[Start of section]

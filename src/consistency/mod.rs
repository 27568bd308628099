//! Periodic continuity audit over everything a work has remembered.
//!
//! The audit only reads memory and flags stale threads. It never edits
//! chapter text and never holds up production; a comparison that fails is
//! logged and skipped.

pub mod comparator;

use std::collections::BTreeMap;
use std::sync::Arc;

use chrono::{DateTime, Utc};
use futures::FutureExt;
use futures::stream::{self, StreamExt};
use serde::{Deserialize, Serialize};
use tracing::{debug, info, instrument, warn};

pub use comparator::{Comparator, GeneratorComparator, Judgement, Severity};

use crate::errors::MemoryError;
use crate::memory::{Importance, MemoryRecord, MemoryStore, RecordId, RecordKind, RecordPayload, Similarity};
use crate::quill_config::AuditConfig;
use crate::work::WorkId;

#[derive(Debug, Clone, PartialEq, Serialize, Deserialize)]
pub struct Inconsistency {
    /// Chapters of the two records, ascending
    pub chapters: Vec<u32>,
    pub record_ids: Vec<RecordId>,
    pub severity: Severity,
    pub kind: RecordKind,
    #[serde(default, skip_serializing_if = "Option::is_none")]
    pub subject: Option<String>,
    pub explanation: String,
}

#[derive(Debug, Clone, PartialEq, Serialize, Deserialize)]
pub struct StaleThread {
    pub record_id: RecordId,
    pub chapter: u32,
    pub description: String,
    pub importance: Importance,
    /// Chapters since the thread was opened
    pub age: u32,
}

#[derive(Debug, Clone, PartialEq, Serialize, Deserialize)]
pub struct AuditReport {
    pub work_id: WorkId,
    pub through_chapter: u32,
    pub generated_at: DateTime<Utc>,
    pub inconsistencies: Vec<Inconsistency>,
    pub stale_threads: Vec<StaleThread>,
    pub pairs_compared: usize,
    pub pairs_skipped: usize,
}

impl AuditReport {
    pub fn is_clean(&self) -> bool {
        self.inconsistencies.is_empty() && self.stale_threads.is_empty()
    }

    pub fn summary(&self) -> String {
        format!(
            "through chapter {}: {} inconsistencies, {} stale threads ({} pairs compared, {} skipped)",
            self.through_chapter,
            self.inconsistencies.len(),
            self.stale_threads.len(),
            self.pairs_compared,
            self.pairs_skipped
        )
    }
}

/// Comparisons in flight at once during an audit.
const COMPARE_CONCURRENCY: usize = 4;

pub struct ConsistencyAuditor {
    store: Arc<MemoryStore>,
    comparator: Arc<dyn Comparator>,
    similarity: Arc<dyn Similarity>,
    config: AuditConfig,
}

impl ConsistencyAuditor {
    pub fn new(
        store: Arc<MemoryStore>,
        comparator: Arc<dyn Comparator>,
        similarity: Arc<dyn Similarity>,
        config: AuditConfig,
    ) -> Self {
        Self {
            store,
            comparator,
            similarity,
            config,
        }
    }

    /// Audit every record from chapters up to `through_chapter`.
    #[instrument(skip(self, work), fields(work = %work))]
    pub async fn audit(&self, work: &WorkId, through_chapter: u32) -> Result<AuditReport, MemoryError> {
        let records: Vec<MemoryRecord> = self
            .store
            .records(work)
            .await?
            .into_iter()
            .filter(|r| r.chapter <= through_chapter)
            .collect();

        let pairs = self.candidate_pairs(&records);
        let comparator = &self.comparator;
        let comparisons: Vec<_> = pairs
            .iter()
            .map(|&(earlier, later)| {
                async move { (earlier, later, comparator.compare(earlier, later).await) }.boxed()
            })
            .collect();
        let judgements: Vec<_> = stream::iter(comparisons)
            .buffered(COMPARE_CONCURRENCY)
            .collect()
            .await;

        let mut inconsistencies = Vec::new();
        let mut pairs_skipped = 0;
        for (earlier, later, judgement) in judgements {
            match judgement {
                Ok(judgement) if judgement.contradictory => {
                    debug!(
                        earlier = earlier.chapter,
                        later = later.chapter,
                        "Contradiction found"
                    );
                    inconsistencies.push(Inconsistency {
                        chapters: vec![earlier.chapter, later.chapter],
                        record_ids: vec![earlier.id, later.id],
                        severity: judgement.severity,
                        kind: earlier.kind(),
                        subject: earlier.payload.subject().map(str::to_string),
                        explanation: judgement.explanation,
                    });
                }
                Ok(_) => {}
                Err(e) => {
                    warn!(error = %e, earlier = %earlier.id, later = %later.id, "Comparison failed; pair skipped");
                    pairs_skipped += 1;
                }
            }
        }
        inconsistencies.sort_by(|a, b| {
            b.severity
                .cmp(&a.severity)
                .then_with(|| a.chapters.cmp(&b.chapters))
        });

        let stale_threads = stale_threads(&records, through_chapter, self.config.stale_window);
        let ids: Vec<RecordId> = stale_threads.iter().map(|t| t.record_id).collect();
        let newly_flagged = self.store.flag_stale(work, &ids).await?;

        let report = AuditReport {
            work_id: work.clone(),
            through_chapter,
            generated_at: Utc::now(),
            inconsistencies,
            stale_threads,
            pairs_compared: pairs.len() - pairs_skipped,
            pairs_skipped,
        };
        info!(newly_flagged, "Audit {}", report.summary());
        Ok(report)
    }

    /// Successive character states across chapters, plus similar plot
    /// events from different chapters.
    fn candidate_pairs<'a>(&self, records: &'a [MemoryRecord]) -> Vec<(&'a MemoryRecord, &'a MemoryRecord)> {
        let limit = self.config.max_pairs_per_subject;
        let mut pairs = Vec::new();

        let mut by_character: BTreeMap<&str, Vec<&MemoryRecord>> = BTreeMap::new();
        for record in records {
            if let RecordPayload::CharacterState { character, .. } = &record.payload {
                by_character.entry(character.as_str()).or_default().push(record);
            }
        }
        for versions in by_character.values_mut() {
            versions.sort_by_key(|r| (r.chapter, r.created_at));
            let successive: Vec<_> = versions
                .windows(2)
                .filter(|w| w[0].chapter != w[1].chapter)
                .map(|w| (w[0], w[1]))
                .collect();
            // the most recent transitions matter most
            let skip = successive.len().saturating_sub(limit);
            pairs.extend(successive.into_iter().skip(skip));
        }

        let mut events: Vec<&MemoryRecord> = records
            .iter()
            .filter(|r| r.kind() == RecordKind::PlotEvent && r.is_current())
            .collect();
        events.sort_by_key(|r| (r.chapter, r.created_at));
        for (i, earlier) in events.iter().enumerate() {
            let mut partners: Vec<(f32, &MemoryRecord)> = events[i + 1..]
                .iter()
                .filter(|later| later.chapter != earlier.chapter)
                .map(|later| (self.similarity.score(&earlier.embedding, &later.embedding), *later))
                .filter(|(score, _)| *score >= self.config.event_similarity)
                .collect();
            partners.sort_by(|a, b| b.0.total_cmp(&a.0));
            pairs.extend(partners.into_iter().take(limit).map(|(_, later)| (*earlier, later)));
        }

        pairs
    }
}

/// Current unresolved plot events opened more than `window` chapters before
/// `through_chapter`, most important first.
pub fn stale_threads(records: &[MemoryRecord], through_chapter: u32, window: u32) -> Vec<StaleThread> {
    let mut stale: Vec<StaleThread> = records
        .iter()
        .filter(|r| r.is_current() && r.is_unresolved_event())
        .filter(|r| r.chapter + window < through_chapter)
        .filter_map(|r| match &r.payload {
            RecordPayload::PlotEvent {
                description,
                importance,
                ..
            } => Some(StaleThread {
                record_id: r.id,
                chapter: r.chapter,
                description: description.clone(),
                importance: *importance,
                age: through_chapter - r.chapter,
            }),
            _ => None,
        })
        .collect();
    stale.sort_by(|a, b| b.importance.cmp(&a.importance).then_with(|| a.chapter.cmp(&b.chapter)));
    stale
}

[End of section]

PROBLEM DETAILS: The records are to be repeated in full, exactly as they stand.

REPLY TO THE EXERCISE:
filename src/consistency/mod.rs
repository 27568bd308628099
//! Periodic continuity audit over everything a work has remembered.
//!
//! The audit only reads memory and flags stale threads. It never edits
//! chapter text and never holds up production; a comparison that fails is
//! logged and skipped.

pub mod comparator;

use std::collections::BTreeMap;
use std::sync::Arc;

use chrono::{DateTime, Utc};
use futures::FutureExt;
use futures::stream::{self, StreamExt};
use serde::{Deserialize, Serialize};
use tracing::{debug, info, instrument, warn};

pub use comparator::{Comparator, GeneratorComparator, Judgement, Severity};

use crate::errors::MemoryError;
use crate::memory::{Importance, MemoryRecord, MemoryStore, RecordId, RecordKind, RecordPayload, Similarity};
use crate::quill_config::AuditConfig;
use crate::work::WorkId;

#[derive(Debug, Clone, PartialEq, Serialize, Deserialize)]
pub struct Inconsistency {
    /// Chapters of the two records, ascending
    pub chapters: Vec<u32>,
    pub record_ids: Vec<RecordId>,
    pub severity: Severity,
    pub kind: RecordKind,
    #[serde(default, skip_serializing_if = "Option::is_none")]
    pub subject: Option<String>,
    pub explanation: String,
}

#[derive(Debug, Clone, PartialEq, Serialize, Deserialize)]
pub struct StaleThread {
    pub record_id: RecordId,
    pub chapter: u32,
    pub description: String,
    pub importance: Importance,
    /// Chapters since the thread was opened
    pub age: u32,
}

#[derive(Debug, Clone, PartialEq, Serialize, Deserialize)]
pub struct AuditReport {
    pub work_id: WorkId,
    pub through_chapter: u32,
    pub generated_at: DateTime<Utc>,
    pub inconsistencies: Vec<Inconsistency>,
    pub stale_threads: Vec<StaleThread>,
    pub pairs_compared: usize,
    pub pairs_skipped: usize,
}

impl AuditReport {
    pub fn is_clean(&self) -> bool {
        self.inconsistencies.is_empty() && self.stale_threads.is_empty()
    }

    pub fn summary(&self) -> String {
        format!(
            "through chapter {}: {} inconsistencies, {} stale threads ({} pairs compared, {} skipped)",
            self.through_chapter,
            self.inconsistencies.len(),
            self.stale_threads.len(),
            self.pairs_compared,
            self.pairs_skipped
        )
    }
}

/// Comparisons in flight at once during an audit.
const COMPARE_CONCURRENCY: usize = 4;

pub struct ConsistencyAuditor {
    store: Arc<MemoryStore>,
    comparator: Arc<dyn Comparator>,
    similarity: Arc<dyn Similarity>,
    config: AuditConfig,
}

impl ConsistencyAuditor {
    pub fn new(
        store: Arc<MemoryStore>,
        comparator: Arc<dyn Comparator>,
        similarity: Arc<dyn Similarity>,
        config: AuditConfig,
    ) -> Self {
        Self {
            store,
            comparator,
            similarity,
            config,
        }
    }

    /// Audit every record from chapters up to `through_chapter`.
    #[instrument(skip(self, work), fields(work = %work))]
    pub async fn audit(&self, work: &WorkId, through_chapter: u32) -> Result<AuditReport, MemoryError> {
        let records: Vec<MemoryRecord> = self
            .store
            .records(work)
            .await?
            .into_iter()
            .filter(|r| r.chapter <= through_chapter)
            .collect();

        let pairs = self.candidate_pairs(&records);
        let comparator = &self.comparator;
        let comparisons: Vec<_> = pairs
            .iter()
            .map(|&(earlier, later)| {
                async move { (earlier, later, comparator.compare(earlier, later).await) }.boxed()
            })
            .collect();
        let judgements: Vec<_> = stream::iter(comparisons)
            .buffered(COMPARE_CONCURRENCY)
            .collect()
            .await;

        let mut inconsistencies = Vec::new();
        let mut pairs_skipped = 0;
        for (earlier, later, judgement) in judgements {
            match judgement {
                Ok(judgement) if judgement.contradictory => {
                    debug!(
                        earlier = earlier.chapter,
                        later = later.chapter,
                        "Contradiction found"
                    );
                    inconsistencies.push(Inconsistency {
                        chapters: vec![earlier.chapter, later.chapter],
                        record_ids: vec![earlier.id, later.id],
                        severity: judgement.severity,
                        kind: earlier.kind(),
                        subject: earlier.payload.subject().map(str::to_string),
                        explanation: judgement.explanation,
                    });
                }
                Ok(_) => {}
                Err(e) => {
                    warn!(error = %e, earlier = %earlier.id, later = %later.id, "Comparison failed; pair skipped");
                    pairs_skipped += 1;
                }
            }
        }
        inconsistencies.sort_by(|a, b| {
            b.severity
                .cmp(&a.severity)
                .then_with(|| a.chapters.cmp(&b.chapters))
        });

        let stale_threads = stale_threads(&records, through_chapter, self.config.stale_window);
        let ids: Vec<RecordId> = stale_threads.iter().map(|t| t.record_id).collect();
        let newly_flagged = self.store.flag_stale(work, &ids).await?;

        let report = AuditReport {
            work_id: work.clone(),
            through_chapter,
            generated_at: Utc::now(),
            inconsistencies,
            stale_threads,
            pairs_compared: pairs.len() - pairs_skipped,
            pairs_skipped,
        };
        info!(newly_flagged, "Audit {}", report.summary());
        Ok(report)
    }

    /// Successive character states across chapters, plus similar plot
    /// events from different chapters.
    fn candidate_pairs<'a>(&self, records: &'a [MemoryRecord]) -> Vec<(&'a MemoryRecord, &'a MemoryRecord)> {
        let limit = self.config.max_pairs_per_subject;
        let mut pairs = Vec::new();

        let mut by_character: BTreeMap<&str, Vec<&MemoryRecord>> = BTreeMap::new();
        for record in records {
            if let RecordPayload::CharacterState { character, .. } = &record.payload {
                by_character.entry(character.as_str()).or_default().push(record);
            }
        }
        for versions in by_character.values_mut() {
            versions.sort_by_key(|r| (r.chapter, r.created_at));
            let successive: Vec<_> = versions
                .windows(2)
                .filter(|w| w[0].chapter != w[1].chapter)
                .map(|w| (w[0], w[1]))
                .collect();
            // the most recent transitions matter most
            let skip = successive.len().saturating_sub(limit);
            pairs.extend(successive.into_iter().skip(skip));
        }

        let mut events: Vec<&MemoryRecord> = records
            .iter()
            .filter(|r| r.kind() == RecordKind::PlotEvent && r.is_current())
            .collect();
        events.sort_by_key(|r| (r.chapter, r.created_at));
        for (i, earlier) in events.iter().enumerate() {
            let mut partners: Vec<(f32, &MemoryRecord)> = events[i + 1..]
                .iter()
                .filter(|later| later.chapter != earlier.chapter)
                .map(|later| (self.similarity.score(&earlier.embedding, &later.embedding), *later))
                .filter(|(score, _)| *score >= self.config.event_similarity)
                .collect();
            partners.sort_by(|a, b| b.0.total_cmp(&a.0));
            pairs.extend(partners.into_iter().take(limit).map(|(_, later)| (*earlier, later)));
        }

        pairs
    }
}

/// Current unresolved plot events opened more than `window` chapters before
/// `through_chapter`, most important first.
pub fn stale_threads(records: &[MemoryRecord], through_chapter: u32, window: u32) -> Vec<StaleThread> {
    let mut stale: Vec<StaleThread> = records
        .iter()
        .filter(|r| r.is_current() && r.is_unresolved_event())
        .filter(|r| r.chapter + window < through_chapter)
        .filter_map(|r| match &r.payload {
            RecordPayload::PlotEvent {
                description,
                importance,
                ..
            } => Some(StaleThread {
                record_id: r.id,
                chapter: r.chapter,
                description: description.clone(),
                importance: *importance,
                age: through_chapter - r.chapter,
            }),
            _ => None,
        })
        .collect();
    stale.sort_by(|a, b| b.importance.cmp(&a.importance).then_with(|| a.chapter.cmp(&b.chapter)));
    stale
}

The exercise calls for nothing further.